▶ Collected data
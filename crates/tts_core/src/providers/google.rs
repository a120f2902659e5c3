//! Google Cloud Text-to-Speech provider
//!
//! Uses the REST `text:synthesize` endpoint with an API key. Audio comes back
//! base64-encoded in `audioContent`.

use async_trait::async_trait;
use base64::Engine;
use base64::engine::general_purpose::STANDARD;
use serde::{Deserialize, Serialize};
use tracing::instrument;

use super::voice_locale;
use crate::error::{ErrorCode, GeneratedError};
use crate::http;
use crate::ports::{ProviderContext, ProviderParams, TtsProvider, validate_common};
use crate::types::{
    AudioData, AudioFormat, LanguageInfo, MaxTextLength, ModelInfo, ProviderCapabilities,
    ProviderId, VoiceGender, VoiceInfo,
};

const DEFAULT_BASE_URL: &str = "https://texttospeech.googleapis.com";
const DEFAULT_VOICE: &str = "en-US-Neural2-C";
const DEFAULT_LANGUAGE: &str = "en-US";
const MAX_TEXT_LENGTH: usize = 5000;

/// Google Cloud text-to-speech
#[derive(Debug, Clone, Copy, Default)]
pub struct GoogleProvider;

impl GoogleProvider {
    /// Create the provider
    #[must_use]
    pub const fn new() -> Self {
        Self
    }

    const fn audio_encoding(format: AudioFormat) -> Option<&'static str> {
        match format {
            AudioFormat::Mp3 => Some("MP3"),
            AudioFormat::Wav => Some("LINEAR16"),
            AudioFormat::Ogg | AudioFormat::Opus => Some("OGG_OPUS"),
            AudioFormat::Ulaw => Some("MULAW"),
            _ => None,
        }
    }

    /// Language code from the request, else the voice name prefix
    fn language_code<'a>(params: &'a ProviderParams, voice: &'a str) -> &'a str {
        params
            .language()
            .or_else(|| voice_locale(voice))
            .unwrap_or(DEFAULT_LANGUAGE)
    }
}

#[derive(Debug, Serialize)]
#[serde(rename_all = "camelCase")]
struct SynthesizeRequest<'a> {
    input: SynthesisInput<'a>,
    voice: VoiceSelection<'a>,
    audio_config: AudioConfig,
}

#[derive(Debug, Serialize)]
struct SynthesisInput<'a> {
    text: &'a str,
}

#[derive(Debug, Serialize)]
#[serde(rename_all = "camelCase")]
struct VoiceSelection<'a> {
    language_code: &'a str,
    name: &'a str,
}

#[derive(Debug, Serialize)]
#[serde(rename_all = "camelCase")]
struct AudioConfig {
    audio_encoding: &'static str,
    #[serde(skip_serializing_if = "Option::is_none")]
    sample_rate_hertz: Option<u32>,
    speaking_rate: f64,
    pitch: f64,
}

#[derive(Debug, Deserialize)]
#[serde(rename_all = "camelCase")]
struct SynthesizeResponse {
    audio_content: String,
}

#[derive(Debug, Deserialize)]
struct ApiError {
    error: ApiErrorDetail,
}

#[derive(Debug, Deserialize)]
struct ApiErrorDetail {
    message: String,
}

fn error_message(body: &str) -> Option<String> {
    serde_json::from_str::<ApiError>(body)
        .ok()
        .map(|api_error| api_error.error.message)
}

#[async_trait]
impl TtsProvider for GoogleProvider {
    fn id(&self) -> ProviderId {
        ProviderId::Google
    }

    #[instrument(skip(self, params, ctx), fields(text_len = params.text().len()))]
    async fn generate(
        &self,
        params: &ProviderParams,
        ctx: &ProviderContext,
    ) -> Result<AudioData, GeneratedError> {
        let api_key = ctx.require_api_key(self.id())?;
        let format = params.format().unwrap_or(AudioFormat::Mp3);
        let audio_encoding = Self::audio_encoding(format).ok_or_else(|| {
            GeneratedError::validation(format!("google does not support format {format}"))
                .with_provider(self.id())
        })?;

        let voice = ctx.voice(params, DEFAULT_VOICE);
        let request = SynthesizeRequest {
            input: SynthesisInput {
                text: params.text(),
            },
            voice: VoiceSelection {
                language_code: Self::language_code(params, voice),
                name: voice,
            },
            audio_config: AudioConfig {
                audio_encoding,
                sample_rate_hertz: params.sample_rate(),
                speaking_rate: params.speed(),
                pitch: params.pitch(),
            },
        };

        let url = format!("{}/v1/text:synthesize", ctx.base_url(DEFAULT_BASE_URL));
        let builder = ctx
            .http
            .post(url)
            .query(&[("key", api_key)])
            .json(&request);

        let response = http::send(ctx, self.id(), builder, error_message).await?;
        let body: SynthesizeResponse = response.json().await.map_err(|e| {
            GeneratedError::new(
                ErrorCode::InvalidProviderResult,
                format!("Unexpected response from google: {e}"),
            )
            .with_provider(self.id())
        })?;

        let bytes = STANDARD.decode(body.audio_content.as_bytes()).map_err(|e| {
            GeneratedError::new(
                ErrorCode::InvalidProviderResult,
                format!("audioContent is not valid base64: {e}"),
            )
            .with_provider(self.id())
        })?;

        let audio = AudioData::new(bytes, format);
        Ok(match params.sample_rate() {
            Some(rate) => audio.with_sample_rate(rate),
            None => audio,
        })
    }

    fn check_credentials(&self, ctx: &ProviderContext) -> Result<(), GeneratedError> {
        ctx.require_api_key(self.id()).map(|_| ())
    }

    fn validate_params(&self, params: &ProviderParams) -> Result<(), String> {
        validate_common(self, params)?;

        let speed = params.speed();
        if !(0.25..=4.0).contains(&speed) {
            return Err(format!("speed must be between 0.25 and 4.0, got {speed}"));
        }
        let pitch = params.pitch();
        if !(-20.0..=20.0).contains(&pitch) {
            return Err(format!("pitch must be between -20.0 and 20.0, got {pitch}"));
        }
        Ok(())
    }

    fn models(&self) -> Vec<ModelInfo> {
        // Google selects the model through the voice family
        [
            ("Standard", "Standard voices"),
            ("Wavenet", "WaveNet voices"),
            ("Neural2", "Neural2 voices"),
            ("Studio", "Studio voices"),
        ]
        .into_iter()
        .map(|(id, name)| ModelInfo::new(id, name, MaxTextLength::Limited(MAX_TEXT_LENGTH)))
        .collect()
    }

    fn voices(&self) -> Vec<VoiceInfo> {
        vec![
            VoiceInfo::new("en-US-Neural2-C", "US English Neural2 C")
                .with_languages(&["en-US"])
                .with_gender(VoiceGender::Female),
            VoiceInfo::new("en-US-Neural2-D", "US English Neural2 D")
                .with_languages(&["en-US"])
                .with_gender(VoiceGender::Male),
            VoiceInfo::new("en-US-Wavenet-F", "US English WaveNet F")
                .with_languages(&["en-US"])
                .with_gender(VoiceGender::Female),
            VoiceInfo::new("en-GB-Neural2-B", "British English Neural2 B")
                .with_languages(&["en-GB"])
                .with_gender(VoiceGender::Male),
            VoiceInfo::new("de-DE-Neural2-A", "German Neural2 A")
                .with_languages(&["de-DE"])
                .with_gender(VoiceGender::Female),
            VoiceInfo::new("fr-FR-Neural2-B", "French Neural2 B")
                .with_languages(&["fr-FR"])
                .with_gender(VoiceGender::Male),
            VoiceInfo::new("es-ES-Neural2-A", "Spanish Neural2 A")
                .with_languages(&["es-ES"])
                .with_gender(VoiceGender::Female),
            VoiceInfo::new("ja-JP-Neural2-B", "Japanese Neural2 B")
                .with_languages(&["ja-JP"])
                .with_gender(VoiceGender::Female),
        ]
    }

    fn languages(&self) -> Vec<LanguageInfo> {
        [
            ("en-US", "English (US)"),
            ("en-GB", "English (UK)"),
            ("de-DE", "German"),
            ("fr-FR", "French"),
            ("es-ES", "Spanish"),
            ("it-IT", "Italian"),
            ("pt-BR", "Portuguese (Brazil)"),
            ("ja-JP", "Japanese"),
            ("ko-KR", "Korean"),
            ("cmn-CN", "Mandarin Chinese"),
            ("hi-IN", "Hindi"),
        ]
        .into_iter()
        .map(|(code, name)| LanguageInfo::new(code, name))
        .collect()
    }

    fn capabilities(&self) -> ProviderCapabilities {
        ProviderCapabilities {
            streaming_supported: false,
            supported_formats: vec![
                AudioFormat::Mp3,
                AudioFormat::Wav,
                AudioFormat::Ogg,
                AudioFormat::Opus,
                AudioFormat::Ulaw,
            ],
            supported_sample_rates: vec![8_000, 16_000, 22_050, 24_000, 44_100, 48_000],
            max_text_length: MaxTextLength::Limited(MAX_TEXT_LENGTH),
        }
    }
}

#[cfg(test)]
mod tests {
    use super::*;
    use crate::config::ResolvedSettings;
    use crate::telemetry::NoopSink;
    use std::sync::Arc;
    use wiremock::matchers::{body_partial_json, method, path, query_param};
    use wiremock::{Mock, MockServer, ResponseTemplate};

    fn create_test_context(mock_server: &MockServer) -> ProviderContext {
        ProviderContext::new(
            reqwest::Client::new(),
            ResolvedSettings::with_api_key("g-key").base_url(mock_server.uri()),
            Arc::new(NoopSink),
        )
    }

    #[tokio::test]
    async fn generate_decodes_audio_content() {
        let mock_server = MockServer::start().await;

        Mock::given(method("POST"))
            .and(path("/v1/text:synthesize"))
            .and(query_param("key", "g-key"))
            .and(body_partial_json(serde_json::json!({
                "input": {"text": "Guten Tag"},
                "voice": {"languageCode": "de-DE", "name": "de-DE-Neural2-A"},
                "audioConfig": {"audioEncoding": "MP3", "sampleRateHertz": 24000}
            })))
            .respond_with(ResponseTemplate::new(200).set_body_json(serde_json::json!({
                "audioContent": STANDARD.encode([1u8, 2, 3, 4])
            })))
            .expect(1)
            .mount(&mock_server)
            .await;

        let params = ProviderParams::with_text("Guten Tag")
            .set("voice", "de-DE-Neural2-A")
            .set("sample_rate", 24_000);
        let audio = GoogleProvider
            .generate(&params, &create_test_context(&mock_server))
            .await
            .unwrap();

        assert_eq!(audio.data(), &[1, 2, 3, 4]);
        assert_eq!(audio.sample_rate(), Some(24_000));
    }

    #[tokio::test]
    async fn invalid_base64_is_invalid_provider_result() {
        let mock_server = MockServer::start().await;

        Mock::given(method("POST"))
            .respond_with(ResponseTemplate::new(200).set_body_json(serde_json::json!({
                "audioContent": "***"
            })))
            .mount(&mock_server)
            .await;

        let err = GoogleProvider
            .generate(&ProviderParams::with_text("Hi"), &create_test_context(&mock_server))
            .await
            .unwrap_err();

        assert_eq!(err.code, ErrorCode::InvalidProviderResult);
    }

    #[tokio::test]
    async fn error_body_message_is_used() {
        let mock_server = MockServer::start().await;

        Mock::given(method("POST"))
            .respond_with(ResponseTemplate::new(403).set_body_json(serde_json::json!({
                "error": {"code": 403, "message": "API key not valid", "status": "PERMISSION_DENIED"}
            })))
            .mount(&mock_server)
            .await;

        let err = GoogleProvider
            .generate(&ProviderParams::with_text("Hi"), &create_test_context(&mock_server))
            .await
            .unwrap_err();

        assert_eq!(err.code, ErrorCode::HttpError);
        assert_eq!(err.status, Some(403));
        assert_eq!(err.message, "API key not valid");
    }

    #[test]
    fn language_code_from_voice_or_param() {
        let params = ProviderParams::with_text("x");
        assert_eq!(GoogleProvider::language_code(&params, "fr-FR-Neural2-B"), "fr-FR");
        assert_eq!(GoogleProvider::language_code(&params, "plain"), "en-US");

        let explicit = ProviderParams::with_text("x").set("language", "en-GB");
        assert_eq!(GoogleProvider::language_code(&explicit, "fr-FR-Neural2-B"), "en-GB");
    }

    #[test]
    fn validation_checks_ranges() {
        let params = ProviderParams::with_text("x").set("pitch", 25.0);
        assert!(GoogleProvider.validate_params(&params).is_err());
        let params = ProviderParams::with_text("x").set("format", "aac");
        assert!(GoogleProvider.validate_params(&params).is_err());
        assert!(GoogleProvider.validate_params(&ProviderParams::with_text("x")).is_ok());
    }
}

▶ What the task asks
Print, exactly as written, the first line of the records above and each line after it until the line with "const DEFAULT_BASE_URL: &str", which is printed too.

▶ Written answer
filename crates/tts_core/src/providers/google.rs
repository a120f2902659e5c3
//! Google Cloud Text-to-Speech provider
//!
//! Uses the REST `text:synthesize` endpoint with an API key. Audio comes back
//! base64-encoded in `audioContent`.

use async_trait::async_trait;
use base64::Engine;
use base64::engine::general_purpose::STANDARD;
use serde::{Deserialize, Serialize};
use tracing::instrument;

use super::voice_locale;
use crate::error::{ErrorCode, GeneratedError};
use crate::http;
use crate::ports::{ProviderContext, ProviderParams, TtsProvider, validate_common};
use crate::types::{
    AudioData, AudioFormat, LanguageInfo, MaxTextLength, ModelInfo, ProviderCapabilities,
    ProviderId, VoiceGender, VoiceInfo,
};

const DEFAULT_BASE_URL: &str = "https://texttospeech.googleapis.com";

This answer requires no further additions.